On or about February 16,1965, Paul Dinges (claimant) sustained an injury while engaged in his employment with Dinges Transfer (employer). On April 1, 1965, the claimant entered into a compensation agreement with Potomac Insurance Company (carrier).
On September 13, 1966, a petition to modify was filed on behalf of the employer and the carrier. After several hearings and an appeal to the then Workmen’s Compensation Board, the referee for the Sixth Compensation District, on December 2, 1971, entered an award in favor of the claimant, granting him total disability payments for the period from December 6, 1965, to September 28, 1971, and terminating all compensation thereafter. There was no appeal filed from that award.
The claimant filed a petition to reinstate on June 13, 1972, alleging that he was totally disabled as a result of his 1965 injury. On July 10, 1973, after the claimant had failed to appear at several scheduled hearings, the referee dismissed claimant’s petition.

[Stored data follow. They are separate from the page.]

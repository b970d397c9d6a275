//! Helpers shared by the per-class move generators.
//!
//! Destinations are computed on (file, rank) pairs and converted back to the
//! linear index only once both coordinates are known to be on the board, so
//! no generator can wrap across a board edge.

use crate::game_state::board::Board;
use crate::game_state::chess_types::{PieceTeam, Square};

/// File (0..8) of a square index.
#[inline]
pub fn square_file(sq: Square) -> i16 {
    i16::from(sq % 8)
}

/// Rank (0..8) of a square index.
#[inline]
pub fn square_rank(sq: Square) -> i16 {
    i16::from(sq / 8)
}

/// Recombine a (file, rank) pair into a square index if it is on the board.
#[inline]
pub fn square_at(file: i16, rank: i16) -> Option<Square> {
    if (0..8).contains(&file) && (0..8).contains(&rank) {
        Some((rank * 8 + file) as Square)
    } else {
        None
    }
}

/// A piece of `team` may occupy `sq` when it is empty or holds an enemy.
#[inline]
pub fn can_occupy(board: &Board, sq: Square, team: PieceTeam) -> bool {
    match board.piece_at(sq) {
        None => true,
        Some(occupant) => occupant.team != team,
    }
}

/// Ray-cast from `sq` along each (d_file, d_rank) direction until blocked by
/// any piece (inclusive of a single capture) or the board edge.
pub fn ray_moves(
    board: &Board,
    sq: Square,
    team: PieceTeam,
    directions: &[(i16, i16)],
) -> Vec<Square> {
    let mut result = Vec::new();
    for &(d_file, d_rank) in directions {
        let mut file = square_file(sq);
        let mut rank = square_rank(sq);
        loop {
            file += d_file;
            rank += d_rank;
            let dest = match square_at(file, rank) {
                Some(dest) => dest,
                None => break,
            };
            match board.piece_at(dest) {
                None => result.push(dest),
                Some(occupant) => {
                    if occupant.team != team {
                        result.push(dest);
                    }
                    break;
                }
            }
        }
    }
    result
}

/// Fixed-offset destinations (knight jumps, king steps) filtered by board
/// bounds and same-team occupancy.
pub fn offset_moves(
    board: &Board,
    sq: Square,
    team: PieceTeam,
    offsets: &[(i16, i16)],
) -> Vec<Square> {
    let file = square_file(sq);
    let rank = square_rank(sq);
    let mut result = Vec::new();
    for &(d_file, d_rank) in offsets {
        if let Some(dest) = square_at(file + d_file, rank + d_rank) {
            if can_occupy(board, dest, team) {
                result.push(dest);
            }
        }
    }
    result
}
// Copyright (c) Starcoin, Inc.
// SPDX-License-Identifier: Apache-2.0

use ethers::contract::abigen;

// Checkpoint ledger and single-block proof verifier deployed on Ethereum.
abigen!(
    NearCheckpointLedger,
    r#"[
        function getLatestCheckpoint() external view returns (uint256)
        function getEpochHashesByHeight(uint256 height) external view returns (bytes32, bytes32)
        function saveEpochHashesAndSetCheckpoint(bytes32 previousHash, bytes32 currentHash, uint256 height) external
        function verifyAndSaveProof(bytes journal, bytes seal) external
        function isProofedHash(bytes hash) external view returns (bool)
    ]"#,
);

Over two months later, on September 12, 1973, the claimant filed an appeal from this dismissal with the Board. The employer and the carrier filed a motion to
Our scope of review in workmen’s compensation cases is limited to a determination of whether the referee’s action is supported by substantial evidence, a violation of constitutional rights has occurred, or an error of law committed. David v. Bellevue Locust Garage, 12 Pa. Commonwealth Ct. 602, 604, 317 A. 2d 341, 342 (1974).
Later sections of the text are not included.